[Saved data entries]
-- Opening Marker --
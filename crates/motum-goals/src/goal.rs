//! Constraint-kind factories and what they produce.
//!
//! A constraint kind is a typed parameter struct implementing
//! [`ConstraintFactory`].  [`ConstraintKind::of`] erases it into a registry
//! entry holding plain function pointers: one to parse-and-build, one to
//! render the kind's usage text.

use std::collections::BTreeMap;

use motum_hal::KinematicModel;
use motum_types::{Constraint, Expression, JointState, MotumError};
use schemars::JsonSchema;
use serde::de::DeserializeOwned;
use serde_json::Value;

use crate::params::{self, ParamError};

/// Shared state handed to every factory while a request compiles.
pub struct BuildContext<'a> {
    pub model: &'a dyn KinematicModel,
    /// Joint state at compile time, used to resolve frames.
    pub state: &'a JointState,
    pub control_horizon: usize,
    pub sample_period: f64,
}

/// One task produced by a goal: a local name plus its constraints.
#[derive(Debug, Clone, PartialEq)]
pub struct GoalTask {
    pub name: String,
    pub constraints: Vec<Constraint>,
    /// Expressions worth plotting, keyed by local name.
    pub debug: BTreeMap<String, Expression>,
}

impl GoalTask {
    pub fn new(name: impl Into<String>) -> Self {
        Self {
            name: name.into(),
            constraints: Vec::new(),
            debug: BTreeMap::new(),
        }
    }

    pub fn with_constraint(mut self, constraint: Constraint) -> Self {
        self.constraints.push(constraint);
        self
    }

    pub fn with_debug(mut self, name: impl Into<String>, expression: Expression) -> Self {
        self.debug.insert(name.into(), expression);
        self
    }
}

pub trait ConstraintFactory: DeserializeOwned + JsonSchema {
    const KIND: &'static str;

    fn build(self, ctx: &mut BuildContext<'_>) -> Result<Vec<GoalTask>, MotumError>;
}

/// Registry entry for one constraint kind.
#[derive(Clone, Copy)]
pub struct ConstraintKind {
    pub name: &'static str,
    pub usage: fn() -> String,
    pub build: fn(&mut BuildContext<'_>, &Value) -> Result<Vec<GoalTask>, MotumError>,
}

impl ConstraintKind {
    pub fn of<T: ConstraintFactory>() -> Self {
        Self {
            name: T::KIND,
            usage: params::usage_of::<T>,
            build: build_erased::<T>,
        }
    }
}

fn build_erased<T: ConstraintFactory>(ctx: &mut BuildContext<'_>, raw: &Value) -> Result<Vec<GoalTask>, MotumError> {
    let parameters: T = params::parse(raw).map_err(init_failure::<T>)?;
    parameters.build(ctx)
}

/// [`MotumError::ConstraintInitializationFailed`] for kind `T`, with usage.
pub fn init_failure<T: ConstraintFactory>(cause: impl Into<ParamError>) -> MotumError {
    MotumError::ConstraintInitializationFailed {
        kind: T::KIND.to_string(),
        cause: cause.into().to_string(),
        usage: Some(params::usage_of::<T>()),
    }
}
//! Monitor-kind registry entries.
//!
//! Monitor parameters are parsed the same way as constraint parameters.
//! Condition monitors additionally accept a `stay_true` flag (default
//! `true`), which is stripped before the kind's own schema is applied.

use motum_kernel::Monitor;
use motum_kernel::monitor_kinds::{
    Alternator, CancelMotion, EndMotion, JointGoalReached, LocalMinimumReached, PositionReached, Print,
    SetMaxTrajectoryLength, Sleep, TimeAbove,
};
use motum_types::MotumError;
use schemars::JsonSchema;
use serde::de::DeserializeOwned;
use serde_json::Value;

use crate::params::{self, ParamError};

pub trait MonitorFactory: DeserializeOwned + JsonSchema {
    const KIND: &'static str;
    /// Condition monitors accept `stay_true`; payload monitors do not.
    const CONDITION: bool;

    fn into_monitor(self, name: &str, stay_true: bool) -> Monitor;

    /// Cross-field checks the schema cannot express.
    fn validate(&self) -> Result<(), ParamError> {
        Ok(())
    }
}

/// Registry entry for one monitor kind.
#[derive(Clone, Copy)]
pub struct MonitorKind {
    pub name: &'static str,
    pub usage: fn() -> String,
    pub build: fn(&str, &Value) -> Result<Monitor, MotumError>,
}

impl MonitorKind {
    pub fn of<T: MonitorFactory>() -> Self {
        Self {
            name: T::KIND,
            usage: params::usage_of::<T>,
            build: build_erased::<T>,
        }
    }
}

fn monitor_failure<T: MonitorFactory>(name: &str, cause: ParamError) -> MotumError {
    MotumError::ConstraintInitializationFailed {
        kind: T::KIND.to_string(),
        cause: format!("monitor \"{name}\": {cause}"),
        usage: Some(params::usage_of::<T>()),
    }
}

fn build_erased<T: MonitorFactory>(name: &str, raw: &Value) -> Result<Monitor, MotumError> {
    let mut raw = raw.clone();
    let mut stay_true = true;
    if T::CONDITION
        && let Value::Object(map) = &mut raw
        && let Some(flag) = map.remove("stay_true")
    {
        stay_true = flag.as_bool().ok_or_else(|| {
            monitor_failure::<T>(
                name,
                ParamError::WrongType {
                    path: "stay_true".into(),
                    expected: "boolean".into(),
                    found: "non-boolean",
                },
            )
        })?;
    }
    let parameters: T = params::parse(&raw).map_err(|e| monitor_failure::<T>(name, e))?;
    parameters.validate().map_err(|e| monitor_failure::<T>(name, e))?;
    Ok(parameters.into_monitor(name, stay_true))
}

macro_rules! condition_kind {
    ($ty:ty, $kind:literal) => {
        impl MonitorFactory for $ty {
            const KIND: &'static str = $kind;
            const CONDITION: bool = true;

            fn into_monitor(self, name: &str, stay_true: bool) -> Monitor {
                Monitor::condition(name, Box::new(self), stay_true)
            }
        }
    };
}

macro_rules! payload_kind {
    ($ty:ty, $kind:literal) => {
        impl MonitorFactory for $ty {
            const KIND: &'static str = $kind;
            const CONDITION: bool = false;

            fn into_monitor(self, name: &str, _stay_true: bool) -> Monitor {
                Monitor::payload(name, Box::new(self))
            }
        }
    };
}

condition_kind!(JointGoalReached, "JointGoalReached");
condition_kind!(PositionReached, "PositionReached");
condition_kind!(TimeAbove, "TimeAbove");

payload_kind!(EndMotion, "EndMotion");
payload_kind!(SetMaxTrajectoryLength, "SetMaxTrajectoryLength");
payload_kind!(Sleep, "Sleep");
payload_kind!(Print, "Print");

impl MonitorFactory for LocalMinimumReached {
    const KIND: &'static str = "LocalMinimumReached";
    const CONDITION: bool = true;

    fn into_monitor(self, name: &str, stay_true: bool) -> Monitor {
        Monitor::condition(name, Box::new(self), stay_true)
    }

    fn validate(&self) -> Result<(), ParamError> {
        Ok(self.check()?)
    }
}

impl MonitorFactory for Alternator {
    const KIND: &'static str = "Alternator";
    const CONDITION: bool = false;

    fn into_monitor(self, name: &str, _stay_true: bool) -> Monitor {
        Monitor::payload(name, Box::new(self))
    }

    fn validate(&self) -> Result<(), ParamError> {
        if self.modulo == 0 {
            return Err("modulo: must be positive".into());
        }
        Ok(())
    }
}

impl MonitorFactory for CancelMotion {
    const KIND: &'static str = "CancelMotion";
    const CONDITION: bool = false;

    fn into_monitor(mut self, name: &str, _stay_true: bool) -> Monitor {
        self.monitor = name.to_string();
        Monitor::payload(name, Box::new(self))
    }
}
-- Closing Marker --
> _EXERCISE GOAL_: Read through the entries and count the lines where "SetMaxTrajectoryLength" appears; respond with the number only.

> _RESULT FOR THIS EXERCISE_: 2